The next part, is the Conclusion.

Frequency and pitch detection

Describes frequency and pitch detection for pitch detection on Arduino (frequency.cpp, pitch.cpp). The core of the application: the frequency detection algorithm. Part of the project Arduino Pitch Detector.\(\)

Each musical instruments create an unique set of harmonics [demo]. In the commonly used Even Tempered Scale, the A4 key on the piano corresponds a fundamental frequency \(f_0=440\mathrm{\ Hz}\). Other frequencies follow as:

$$ f=2^{\frac{n}{12}}\times 440\,\rm{Hz} $$ where \(n\) is the number of half-steps from middle A (A4).

Designs considered

The main challenge of this project is to detect the fundamental frequency of the notes played using an embedded system. The fundamental frequency is defined as the lowest frequency produced by an oscillation.

The following three methods were considered

  1. Using a time-domain feature such as zero crossings. This means that you find the distance between when the waveform goes from negative to positive the first time and when it does that a second time.
  2. Using autocorrelation to determine the frequency of instrumental sounds as published by Judith C. Brown and Bin Zhang [Brown, Monti]. Autocorrelation is a math tool for finding repeating patterns. It estimates the degree to which a signal and a time lagged version of itself are correlated. A high correlation indicates a periodicity in the signal at the corresponding time lag.
  3. An alternate method of calculating autocorrelation is by using a Fast Fourier Transform and approaching it similar to convolution. To get cross-correlation instead of convolution, I time-reverse one of the signals before doing the FFT, or take the complex conjugate of one of the signals after the FFT as shown in $$ R_{xx}(k) = \mathcal{F}^{-1}\left(\mathcal{F}(t)\times\mathcal{F}(t+k)^*\right) $$

A literature study revealed that using time-domain features (1) will not perform well for musical instruments, such as a clarinet, that produce harmonics that are stronger than the fundamental frequency.

Brown’s method (2) is more promising.
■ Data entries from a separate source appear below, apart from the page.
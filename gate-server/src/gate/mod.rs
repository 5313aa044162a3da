//! Access gate - token presentation to grant/deny and presence toggle
//!
//! This module handles:
//! - Token validation and identity resolution
//! - The grant/deny decision (membership presence + calendar-day expiry)
//! - The per-member presence state machine (entry/exit + dwell)
//! - Fraud escalation for unknown tokens
//! - Dashboard statistics recompute
//!
//! # Request Flow
//!
//! ```text
//! present_token(raw)
//!     ├─ 1. Validate token (length gate, no side effects on reject)
//!     ├─ 2. Resolve member + active membership (pure read)
//!     ├─ 3. Unknown token → 404, background: audit log + fraud monitor
//!     ├─ 4. Decide: no membership / expired → denied outcome,
//!     │            background: audit log + visibility alert
//!     ├─ 5. Grant → per-member lock, read aggregate, toggle entry/exit
//!     └─ 6. Background: audit log + stats recompute
//! ```

pub mod decision;
pub mod fraud;
pub mod presence;
pub mod resolver;
pub mod scheduler;
pub mod stats;

#[cfg(test)]
mod tests;

pub use fraud::FraudMonitor;
pub use presence::Transition;
pub use resolver::{IdentityResolver, ResolvedIdentity};
pub use scheduler::StatsRefreshScheduler;
pub use stats::StatsAggregator;

use std::sync::Arc;

use chrono::NaiveDate;
use chrono_tz::Tz;

use crate::core::state::{IntegrityCounters, MemberLocks};
use crate::core::tasks::spawn_best_effort;
use crate::db::repository::{
    AccessLogRepository, AlertRepository, DashboardRepository, MemberRepository,
    MembershipRepository, PlanRepository,
};
use crate::db::store::RecordStore;
use crate::utils::validation::validate_token;
use crate::utils::{AppError, AppResult, time};
use shared::models::{AccessLogEntry, AccessStatus, DenyReason, Member, MemberStatus};

/// Source device type recorded in access logs
const DEVICE_TYPE: &str = "card";

/// What one token presentation resolved to, for the transport layer
#[derive(Debug, Clone)]
pub struct AccessOutcome {
    pub token: String,
    pub name: String,
    pub member_status: MemberStatus,
    pub granted: bool,
    pub message: String,
    pub plan: Option<String>,
    pub membership_end: Option<NaiveDate>,
}

#[derive(Clone)]
pub struct GateService {
    resolver: IdentityResolver,
    plans: PlanRepository,
    access_logs: AccessLogRepository,
    fraud: FraudMonitor,
    dashboard: DashboardRepository,
    stats: StatsAggregator,
    locks: Arc<MemberLocks>,
    tz: Tz,
}

impl GateService {
    pub fn new(
        store: Arc<dyn RecordStore>,
        locks: Arc<MemberLocks>,
        integrity: Arc<IntegrityCounters>,
        tz: Tz,
        location: String,
    ) -> Self {
        let access_logs = AccessLogRepository::new(store.clone());
        let alerts = AlertRepository::new(store.clone());
        let dashboard = DashboardRepository::new(store.clone());
        Self {
            resolver: IdentityResolver::new(
                MemberRepository::new(store.clone()),
                MembershipRepository::new(store.clone()),
                integrity,
            ),
            plans: PlanRepository::new(store),
            access_logs: access_logs.clone(),
            fraud: FraudMonitor::new(access_logs, alerts, location),
            dashboard: dashboard.clone(),
            stats: StatsAggregator::new(dashboard, tz),
            locks,
            tz,
        }
    }

    /// The statistics aggregator, for the periodic refresher
    pub fn stats(&self) -> &StatsAggregator {
        &self.stats
    }

    /// Handle one token presentation at the gate.
    ///
    /// Errors: `Validation` (short token, nothing written), `NotFound`
    /// (unknown token, audited + alerted in the background), `Database`
    /// (store unavailable). Membership denials are not errors: they come
    /// back as an outcome with `granted = false`.
    pub async fn present_token(&self, raw_token: &str) -> AppResult<AccessOutcome> {
        let token = validate_token(raw_token)?;
        let now = shared::util::now_millis();

        let Some(ResolvedIdentity { member, membership }) =
            self.resolver.resolve(token).await.map_err(AppError::from)?
        else {
            self.spawn_unknown_token_effects(token.to_string(), now);
            return Err(AppError::NotFound("Member not found".to_string()));
        };

        let today = time::local_today(self.tz);
        let membership = match decision::decide(membership.as_ref(), today) {
            Ok(m) => m,
            Err(reason) => {
                self.spawn_denied_effects(member.clone(), token.to_string(), reason, now);
                return Ok(AccessOutcome {
                    token: token.to_string(),
                    name: member.name,
                    member_status: member.status,
                    granted: false,
                    message: decision::deny_message(reason).to_string(),
                    plan: None,
                    membership_end: None,
                });
            }
        };

        // A missing plan record degrades to an empty display name; only a
        // store failure aborts the grant.
        let plan_name = self
            .plans
            .find_by_id(&membership.plan_id)
            .await
            .map_err(AppError::from)?
            .map(|p| p.name)
            .unwrap_or_default();

        // Read-check-write over the shared aggregate: the per-member lock
        // is what stops a double card read from double-registering an
        // entry or losing an exit. The store itself offers no conditional
        // write to close this race at the document level.
        let transition = {
            let lock = self.locks.acquire(&member.id);
            let _guard = lock.lock().await;

            let now = shared::util::now_millis();
            let dashboard = self.dashboard.load().await.map_err(AppError::from)?;
            let transition =
                presence::plan_transition(&dashboard, &member, &plan_name, membership.end_date, now);
            match &transition {
                Transition::Entry {
                    session_id,
                    session,
                } => self
                    .dashboard
                    .record_entry(session_id, session)
                    .await
                    .map_err(AppError::from)?,
                Transition::Exit {
                    session_id,
                    exit,
                    dwell_secs,
                } => self
                    .dashboard
                    .record_exit(session_id, *exit, *dwell_secs)
                    .await
                    .map_err(AppError::from)?,
            }
            transition
        };

        let message = transition.message();
        let membership_end = membership.end_date;
        self.spawn_granted_effects(member.clone(), token.to_string(), now);

        Ok(AccessOutcome {
            token: token.to_string(),
            name: member.name,
            member_status: member.status,
            granted: true,
            message,
            plan: Some(plan_name),
            membership_end: Some(membership_end),
        })
    }

    /// Unknown token: audit entry first, then the fraud monitor, so the
    /// sliding-window recount sees the current denial.
    fn spawn_unknown_token_effects(&self, token: String, now: i64) {
        let access_logs = self.access_logs.clone();
        let fraud = self.fraud.clone();
        spawn_best_effort("unknown_token_audit", async move {
            access_logs
                .append(&AccessLogEntry {
                    member_id: None,
                    name: fraud::UNKNOWN_SUBJECT.to_string(),
                    token: token.clone(),
                    timestamp: now,
                    status: AccessStatus::Denied,
                    reason: Some(DenyReason::UnknownToken),
                    device_type: DEVICE_TYPE.to_string(),
                })
                .await?;
            fraud.on_unknown_token(&token, now).await?;
            Ok(())
        });
    }

    fn spawn_denied_effects(&self, member: Member, token: String, reason: DenyReason, now: i64) {
        let access_logs = self.access_logs.clone();
        let fraud = self.fraud.clone();
        spawn_best_effort("denied_audit", async move {
            access_logs
                .append(&AccessLogEntry {
                    member_id: Some(member.id.clone()),
                    name: member.name.clone(),
                    token,
                    timestamp: now,
                    status: AccessStatus::Denied,
                    reason: Some(reason),
                    device_type: DEVICE_TYPE.to_string(),
                })
                .await?;
            fraud.on_member_denied(&member.name, reason, now).await?;
            Ok(())
        });
    }

    fn spawn_granted_effects(&self, member: Member, token: String, now: i64) {
        let access_logs = self.access_logs.clone();
        let stats = self.stats.clone();
        spawn_best_effort("granted_audit", async move {
            access_logs
                .append(&AccessLogEntry {
                    member_id: Some(member.id.clone()),
                    name: member.name.clone(),
                    token,
                    timestamp: now,
                    status: AccessStatus::Granted,
                    reason: None,
                    device_type: DEVICE_TYPE.to_string(),
                })
                .await?;
            stats.recompute_best_effort().await;
            Ok(())
        });
    }
}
It calculates the autocorrelation \(R_{xx}\) at lag \(k\) by the equation [wiki, Lyon]

$$ \begin{align} R_{xx}(k) & =\frac{1}{\sigma^2} \sum_{t=1}^N(s_t-\bar{s})(s_{t+k}-\bar{s})\\ \rm{where}\quad \bar{s}&=\frac{1}{N}\sum_{t=1}^Ns_t,\quad \sigma=\sqrt{\frac{1}{N}\sum_{t=1}^N(s_t-\bar{s})^2}\nonumber \end{align} $$

The symbols:

  • \(s\) are audio samples
  • \(N\) is the total number of samples
  • \(k\) is the lag
  • \(\bar{s}\) is the mean signal value
  • \(\sigma^2\) is a normalization factor.

However, calculating the autocorrelation requires \(2N\) subtractions, \(N\) additions, \(2N\) multiplications, and \(N\) divisions. This is likely to exceed the design constraints.

The alternate method of calculating autocorrelation (3) reduces the processing requirement to \(N-\log(N)\), but the algorithm uses significantly more memory. This leaves less memory to store audio samples thereby reducing the window size and consequently limits the ability to recognize low frequencies.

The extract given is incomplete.